The Pentium 3 Katimai Processors used a 64 bits wide L2 cache data-pathway to the off-die L2 cache...as did the Slot A Athlon.......but once Intel incorproated everything on-die with "Advanced Transfer Cache" on the coppermines, at least they made it 256-bits wide....and that seems to be the only logical conclusion I can come up with as to why clock for clock the coppermine Vs. Athlon Thunderbird Type-'B' would be neck and neck in Gaming, and by negligable amounts, the P3 had a SLIGHT advantge to the Athlon...even though the P3 was at a 133MHz FSB and the T-Bird is at 100MHz FSB in this case im saying...the difference was almost not there.......One WOULD think that increasing the bandwidth WOULD be a good thing, as I know the Athlon NEVER wastes ANY clock cycles.....its VERY efficeint....maybe even more so than the P4.....just becasue the way the P4 was designed, we all know a big L1 cache would infact make a penalty to the P4, and thats because its got a long pipeline....it would have many cache misses......again, a lot of IPC wasted......good thing that Intel made that new style of L1 cache for the P4.....The Athlon on the other hand, it really utilizes the big Cache.......it is VERY efficient, another reason why I would think if it had a bigger data-pathway, it would be able to process a LOT more per EDIT:CLOCK than it currently can, but maybe even reduce overall heat to the die of the CPU....anyone follow ??? Basically you wont have to cram everything through a narrow pipe and make it heat up the tiny wires/paths because there being forced, but with the bigger pathway it can flow nice and easily, and even MORE efficently.....anyone follow me? or am i not making sense anymore?

Well, please, I'd like this topic to stay up there and more people, post on your thought please =)

Oh and FatBurger...ok I understand, you were right, your first post kinda confused me....
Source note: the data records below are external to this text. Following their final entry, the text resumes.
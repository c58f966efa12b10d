use chrono::NaiveDateTime;
use serde::{Deserialize, Serialize};

/// One chat message between the user and a single peer.
///
/// Immutable once created; the server assigns `id` and `created_at`. The same
/// id may reach us twice (history fetch plus a late push echo) and must
/// collapse to one entry in the conversation.
#[derive(Debug, Clone, Serialize, Deserialize)]
pub struct Message {
    pub id: i64,
    pub sender_id: i64,
    pub receiver_id: i64,
    pub content: String,
    pub created_at: NaiveDateTime,
    pub is_read: bool,
}

/// One entry per peer the user may converse with.
///
/// `online` and `typing` are derived, expiring signals, not persisted facts.
#[derive(Debug, Clone)]
pub struct Contact {
    pub id: i64,
    pub display_name: String,
    pub avatar_ref: Option<String>,
    pub last_message_preview: Option<String>,
    pub last_message_at: Option<NaiveDateTime>,
    pub unread: bool,
    pub online: bool,
    pub typing: bool,
}

impl Contact {
    pub fn new(id: i64, display_name: &str, avatar_ref: Option<String>) -> Self {
        Contact {
            id,
            display_name: display_name.to_string(),
            avatar_ref,
            last_message_preview: None,
            last_message_at: None,
            unread: false,
            online: false,
            typing: false,
        }
    }
}

/// Lifecycle of the push connection. Exactly one instance per session.
#[derive(Debug, Clone, Copy, PartialEq, Eq)]
pub enum ConnectionState {
    Idle,       // No connection requested yet
    Connecting, // Dial in progress
    Open,       // Live; sends and typing signals permitted
    Closed,     // Torn down or dropped; no further events fire
}
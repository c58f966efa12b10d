// Chat synchronization subsystem.
//
// One ChatClient per session. Two data sources feed it: the REST snapshot
// fetches and the push stream. Both re-enter through the ClientEvent channel
// so every mutation happens in handle_event, one event at a time, in arrival
// order. No store mutates another store's state; the cross-store effects of
// a chat message are the router's fixed two-step sequence.

pub mod connection;
pub mod contacts;
pub mod conversation;
pub mod events;
pub mod rest;
pub mod typing;

pub use events::{ChatError, Envelope, EventRouter, OutboundEnvelope};

use anyhow::Result;
use log::{debug, error, info, warn};
use tokio::sync::mpsc;
use tokio::time::Instant;

use crate::models::{ConnectionState, Contact, Message};
use connection::ConnectionManager;
use contacts::ContactDirectory;
use conversation::ConversationStore;
use rest::RestApi;
use typing::TypingTracker;

/// Everything the dispatch loop can observe. Push frames, REST completions
/// and connection lifecycle all become ClientEvents so that they apply at a
/// single synchronous boundary.
#[derive(Debug)]
pub enum ClientEvent {
    /// Raw frame from the push channel, not yet classified.
    Push(String),
    /// The initial contact snapshot finished loading.
    ContactsLoaded(Vec<Contact>),
    /// A history fetch finished. Tagged with the peer it was issued for so a
    /// late response for a stale selection can be discarded.
    HistoryLoaded { peer_id: i64, messages: Vec<Message> },
    /// The server confirmed a REST send; carries the server-assigned record.
    MessageSent(Message),
    /// The push channel dropped unexpectedly.
    ConnectionClosed,
}

pub struct ChatClient {
    user_id: i64,
    api: RestApi,
    router: EventRouter,
    connection: ConnectionManager,
    conversation: ConversationStore,
    contacts: ContactDirectory,
    typing: TypingTracker,
    event_tx: mpsc::Sender<ClientEvent>,
}

impl ChatClient {
    pub fn new(user_id: i64, api: RestApi) -> (Self, mpsc::Receiver<ClientEvent>) {
        let (event_tx, event_rx) = mpsc::channel(100);
        (
            ChatClient {
                user_id,
                api,
                router: EventRouter::new(user_id),
                connection: ConnectionManager::new(),
                conversation: ConversationStore::new(),
                contacts: ContactDirectory::new(),
                typing: TypingTracker::new(),
                event_tx,
            },
            event_rx,
        )
    }

    pub fn user_id(&self) -> i64 {
        self.user_id
    }

    pub fn contacts(&self) -> &ContactDirectory {
        &self.contacts
    }

    pub fn conversation(&self) -> &ConversationStore {
        &self.conversation
    }

    pub fn connection_state(&self) -> ConnectionState {
        self.connection.state()
    }

    /// Clone of the event sender, for anything that needs to feed the
    /// dispatch loop.
    pub fn event_sender(&self) -> mpsc::Sender<ClientEvent> {
        self.event_tx.clone()
    }

    /// Session start: kick off the contact snapshot fetch and open the push
    /// connection. The snapshot loads concurrently with the connect and
    /// re-enters through the dispatch loop.
    pub async fn start(&mut self, ws_base: &str) -> Result<()> {
        self.spawn_contacts_fetch();
        self.connection
            .connect(ws_base, self.user_id, self.event_tx.clone())
            .await
    }

    fn spawn_contacts_fetch(&self) {
        let api = self.api.clone();
        let event_tx = self.event_tx.clone();
        let user_id = self.user_id;
        tokio::spawn(async move {
            match api.fetch_contacts(user_id).await {
                Ok(contacts) => {
                    let _ = event_tx.send(ClientEvent::ContactsLoaded(contacts)).await;
                }
                Err(e) => {
                    // Recovered locally: the directory stays empty.
                    error!("Failed to load contact snapshot: {}", e);
                }
            }
        });
    }

    /// The single state-update boundary. Applies one event to completion
    /// before the caller dequeues the next.
    pub fn handle_event(&mut self, event: ClientEvent, now: Instant) {
        match event {
            ClientEvent::Push(raw) => {
                self.router.dispatch(
                    &raw,
                    &mut self.conversation,
                    &mut self.contacts,
                    &mut self.typing,
                    now,
                );
            }
            ClientEvent::ContactsLoaded(contacts) => {
                self.contacts.load_snapshot(contacts);
            }
            ClientEvent::HistoryLoaded { peer_id, messages } => {
                self.conversation.replace(peer_id, messages);
            }
            ClientEvent::MessageSent(message) => {
                // Optimistic append: the push echo of the same message, if
                // any, dedups against this entry. If the selection moved on
                // while the send was in flight, the confirmation is dropped
                // like any other stale completion.
                let peer_id = if message.sender_id == self.user_id {
                    message.receiver_id
                } else {
                    message.sender_id
                };
                if self.conversation.active_peer() == Some(peer_id) {
                    self.conversation.append(message);
                } else {
                    debug!("Send confirmation for peer {} arrived after switching away", peer_id);
                }
            }
            ClientEvent::ConnectionClosed => {
                self.connection.mark_closed();
            }
        }
    }

    /// Open a peer's conversation: discard the old sequence, clear the unread
    /// flag, and fetch history in the background.
    pub fn select_contact(&mut self, peer_id: i64) {
        self.conversation.select(peer_id);
        self.contacts.mark_read(peer_id);

        let api = self.api.clone();
        let event_tx = self.event_tx.clone();
        tokio::spawn(async move {
            let messages = match api.fetch_history(peer_id).await {
                Ok(messages) => messages,
                Err(e) => {
                    // Falls back to an empty conversation, indistinguishable
                    // from "no messages yet".
                    error!("Failed to load history for peer {}: {}", peer_id, e);
                    Vec::new()
                }
            };
            let _ = event_tx
                .send(ClientEvent::HistoryLoaded { peer_id, messages })
                .await;
        });
    }

    /// Send a message to the active peer. Clears our own typing signal first,
    /// then performs the REST send; the confirmed message re-enters through
    /// the dispatch loop.
    pub fn send_message(&mut self, content: &str) {
        let Some(peer_id) = self.conversation.active_peer() else {
            warn!("No conversation selected, dropping outgoing message");
            return;
        };

        if let Some(stop) = self.typing.message_sent() {
            self.connection.send(stop);
        }

        let api = self.api.clone();
        let event_tx = self.event_tx.clone();
        let user_id = self.user_id;
        let content = content.to_string();
        tokio::spawn(async move {
            match api.send_message(user_id, peer_id, &content).await {
                Ok(message) => {
                    let _ = event_tx.send(ClientEvent::MessageSent(message)).await;
                }
                Err(e) => {
                    error!("Failed to send message to peer {}: {}", peer_id, e);
                }
            }
        });
    }

    /// Local keystroke in the active conversation; drives the outbound typing
    /// debounce.
    pub fn keystroke(&mut self, now: Instant) {
        let Some(peer_id) = self.conversation.active_peer() else {
            return;
        };
        for envelope in self.typing.note_keystroke(peer_id, now) {
            self.connection.send(envelope);
        }
    }

    /// Periodic housekeeping: flush the debounced stop signal and expire
    /// stale inbound typing flags.
    pub fn tick(&mut self, now: Instant) {
        for envelope in self.typing.poll(now) {
            self.connection.send(envelope);
        }
        for peer_id in self.typing.expire_stale(now) {
            debug!("Clearing expired typing flag for peer {}", peer_id);
            self.contacts.set_typing(peer_id, false);
        }
    }

    /// Session teardown: close the connection and release the typing timers.
    /// Idempotent; nothing fires into torn-down state afterwards.
    pub fn shutdown(&mut self) {
        info!("Shutting down chat client for user {}", self.user_id);
        self.connection.close();
        self.typing.reset();
    }
}
// Contact Directory: the peer set with presence, unread flags and message
// previews, plus the derived list the user actually sees.

use chrono::NaiveDateTime;
use log::{debug, info};

use crate::models::Contact;

pub struct ContactDirectory {
    // Snapshot order is preserved; it is the tie-breaker for contacts with
    // no messages yet.
    contacts: Vec<Contact>,
}

impl ContactDirectory {
    pub fn new() -> Self {
        ContactDirectory {
            contacts: Vec::new(),
        }
    }

    pub fn len(&self) -> usize {
        self.contacts.len()
    }

    pub fn is_empty(&self) -> bool {
        self.contacts.is_empty()
    }

    pub fn get(&self, peer_id: i64) -> Option<&Contact> {
        self.contacts.iter().find(|c| c.id == peer_id)
    }

    /// Replace the full set once at session start.
    pub fn load_snapshot(&mut self, contacts: Vec<Contact>) {
        info!("Loaded contact snapshot with {} peers", contacts.len());
        self.contacts = contacts;
    }

    /// Full replace of the derived `online` flags: any peer not listed is
    /// implicitly offline. A dropped presence event therefore leaves at worst
    /// the previous full picture, never partial drift.
    pub fn apply_presence(&mut self, online_ids: &[i64]) {
        for contact in &mut self.contacts {
            contact.online = online_ids.contains(&contact.id);
        }
    }

    pub fn set_typing(&mut self, peer_id: i64, typing: bool) {
        if let Some(contact) = self.contacts.iter_mut().find(|c| c.id == peer_id) {
            contact.typing = typing;
        } else {
            debug!("Typing signal for unknown peer {}", peer_id);
        }
    }

    pub fn set_unread(&mut self, peer_id: i64, unread: bool) {
        if let Some(contact) = self.contacts.iter_mut().find(|c| c.id == peer_id) {
            contact.unread = unread;
        }
    }

    /// Clear the unread flag; invoked when the user opens this peer's
    /// conversation.
    pub fn mark_read(&mut self, peer_id: i64) {
        self.set_unread(peer_id, false);
    }

    /// Record the latest message for ordering and display, independent of
    /// read state.
    pub fn update_preview(&mut self, peer_id: i64, content: &str, at: NaiveDateTime) {
        if let Some(contact) = self.contacts.iter_mut().find(|c| c.id == peer_id) {
            contact.last_message_preview = Some(content.to_string());
            contact.last_message_at = Some(at);
        } else {
            debug!("Message preview for unknown peer {}", peer_id);
        }
    }

    /// The list presented to the user: filtered by a case-insensitive
    /// substring match on the display name, sorted by last message time
    /// descending with message-less contacts last. Pure view, the underlying
    /// set is never mutated.
    pub fn visible(&self, query: &str) -> Vec<&Contact> {
        let needle = query.to_lowercase();
        let mut view: Vec<&Contact> = self
            .contacts
            .iter()
            .filter(|c| needle.is_empty() || c.display_name.to_lowercase().contains(&needle))
            .collect();
        // Option ordering puts None below any Some, so a descending sort on
        // last_message_at lands the no-message contacts at the end. The sort
        // is stable, keeping snapshot order among ties.
        view.sort_by(|a, b| b.last_message_at.cmp(&a.last_message_at));
        view
    }
}

impl Default for ContactDirectory {
    fn default() -> Self {
        Self::new()
    }
}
This post was edited as my Typing is terrible, and I wouldnt have wanted to offend anyone...LoL Actually, it just made me look like an idiot.....but please forgive me

-MeTaL RoCkEr

My Z28 can take your P4 off the line!Edited by MeTaLrOcKeR on 01/11/02 11:46 AM.

MeTaLrOcKeR · Jan 11, 2002

Juin......Please be more clear with your post.........

Yes, the P4 wouldnt benefit from a large L1 cache...it would have an even worse IPC than it already does.....

ALSO....can u please refrain from TRIPLE posting? Thanx...

-MeTaL RoCkEr

My Z28 can take your P4 off the line!

Raystonn · Jan 11, 2002

I know the Athlon NEVER wastes ANY clock cycles.....

It wastes plenty... All processors waste clock cycles fetching things from memory when they are not in the L1 or L2 cache.

we all know a big L1 cache would infact make a penalty to the P4, and thats because its got a long pipeline....it would have many caches misses

Huh? (A larger cache would results in less cache misses and a large improvement.)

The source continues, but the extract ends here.